Pediatric Leukemia Patients May Benefit from CAR Therapy

Genetically reprogrammed T cells, which have been making waves in adult acute lymphocytic leukemia (ALL), have also shown promise in pediatric ALL patients, according to early results from the Pediatric Leukemia Adoptive Therapy-02 (PLAT-02) trial. The findings were presented by Michael C. Jensen, MD, director of Ben Towne Center for Childhood Cancer Research at Seattle Children’s Research Institute at the American Association for Cancer Research meeting.

In the PLAT-02 trial, researchers from the Seattle’s Children’s Hospital, led by principal investigator Rebecca Gardner, MD, administered reengineered chimeric antigen receptor (CAR) T cells to 22 pediatric patients with ALL who had either relapsed after a bone marrow transplantation or who were unable to achieve remission to proceed with a bone marrow transplantation – a patient group that has a 10 to 20 percent chance of survival with standard treatment.

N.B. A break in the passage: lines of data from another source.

//! Attachments and their constraints

use std::slice::Iter;

use thiserror::Error;
use tracing::debug;

use super::files::FileBlob;

/// Most attachments a draft can carry
pub const MAX_ATTACHMENTS: usize = 5;

/// Extensions accepted as attachments
pub const ATTACHMENT_EXTENSIONS: &[&str] =
    &["pdf", "doc", "docx", "txt", "jpg", "jpeg", "png", "zip"];

/// Why a single attachment was turned away
#[derive(Debug, Clone, Error, PartialEq, Eq)]
pub enum AttachmentRejection {
    /// Extension outside [`ATTACHMENT_EXTENSIONS`]
    #[error("{name}: file type is not allowed")]
    UnsupportedType {
        /// File name
        name: String,
    },

    /// Larger than 10MB
    #[error("{name}: file exceeds the 10MB limit")]
    TooLarge {
        /// File name
        name: String,

        /// Size in bytes
        size: u64,
    },

    /// Would exceed [`MAX_ATTACHMENTS`]
    #[error("{name}: no more than 5 attachments are allowed")]
    LimitReached {
        /// File name
        name: String,
    },
}

/// Ordered attachment list, never more than [`MAX_ATTACHMENTS`] long
#[derive(Debug, Clone, Default, PartialEq, Eq)]
pub struct Attachments(Vec<FileBlob>);

impl Attachments {
    /// Adds each file that passes on its own merits, in order.
    ///
    /// Returns the rejection for every file that was not added.
    pub fn add(&mut self, files: Vec<FileBlob>) -> Vec<AttachmentRejection> {
        let mut rejections = Vec::new();

        for file in files {
            match self.admit(&file) {
                Some(rejection) => {
                    debug!(file = file.name(), "attachment rejected: {}", rejection);
                    rejections.push(rejection);
                }
                None => self.0.push(file),
            }
        }

        rejections
    }

    fn admit(&self, file: &FileBlob) -> Option<AttachmentRejection> {
        let name = file.name().to_string();

        if !file.has_extension(ATTACHMENT_EXTENSIONS) {
            return Some(AttachmentRejection::UnsupportedType { name });
        }

        if !file.within_size_limit() {
            return Some(AttachmentRejection::TooLarge {
                name,
                size: file.size(),
            });
        }

        if self.0.len() >= MAX_ATTACHMENTS {
            return Some(AttachmentRejection::LimitReached { name });
        }

        None
    }

    /// Removes the attachment at `index`, if there is one
    pub fn remove(&mut self, index: usize) -> Option<FileBlob> {
        (index < self.0.len()).then(|| self.0.remove(index))
    }

    /// Re-checks every stored attachment against the size and count limits
    pub fn check(&self) -> Vec<AttachmentRejection> {
        let mut rejections: Vec<AttachmentRejection> = self
            .0
            .iter()
            .filter(|file| !file.within_size_limit())
            .map(|file| AttachmentRejection::TooLarge {
                name: file.name().to_string(),
                size: file.size(),
            })
            .collect();

        rejections.extend(
            self.0
                .iter()
                .skip(MAX_ATTACHMENTS)
                .map(|file| AttachmentRejection::LimitReached {
                    name: file.name().to_string(),
                }),
        );

        rejections
    }

    /// Number of attachments
    pub fn len(&self) -> usize {
        self.0.len()
    }

    /// Whether there are no attachments
    pub fn is_empty(&self) -> bool {
        self.0.is_empty()
    }

    /// Iterate over the attachments in order
    pub fn iter(&self) -> Iter<'_, FileBlob> {
        self.0.iter()
    }

    /// The attachments as a slice
    pub fn as_slice(&self) -> &[FileBlob] {
        &self.0
    }
}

Using highly sensitive tests to detect minute amounts of cancer cells, Dr. Gardner and colleagues confirmed that 20 of the 22 patients (91%) treated thus far in the clinical trial achieved complete remission.

“Some of our earliest treated patients are now one year post-therapy and are still in remission,” Dr. Gardner said. “These patients have remained in remission without further chemotherapy or other treatments. This gives us hope that, eventually, we will be able to use this therapy in patients who are newly diagnosed, reducing the need for toxic therapies and bone marrow transplant.”

The first phase of this trial was designed to investigate the safety of cancer immunotherapy. The second phase of the trial is slated to begin in late 2015 and will allow more patients to be treated.

“This study is helping direct us toward more targeted therapies for pediatric ALL, with the ultimate goal of more efficacy and less long-term toxicity,” Dr. Gardner told ASH Clinical News. Because of the limited follow-up, the long-term durability of the responses has not yet been demonstrated, but investigators are encouraged by the results. “As we learn more about the use of CD19 CAR therapy in pediatric ALL, I am hopeful that we can make this available sooner in the course of treatment, and hopefully move it into front-line therapy.”


Reference

Jensen MC. Advancing CAR T cell immunotherapy in pediatric oncology. Presented at the American Association for Cancer Research Annual Meeting, April 21, 2015.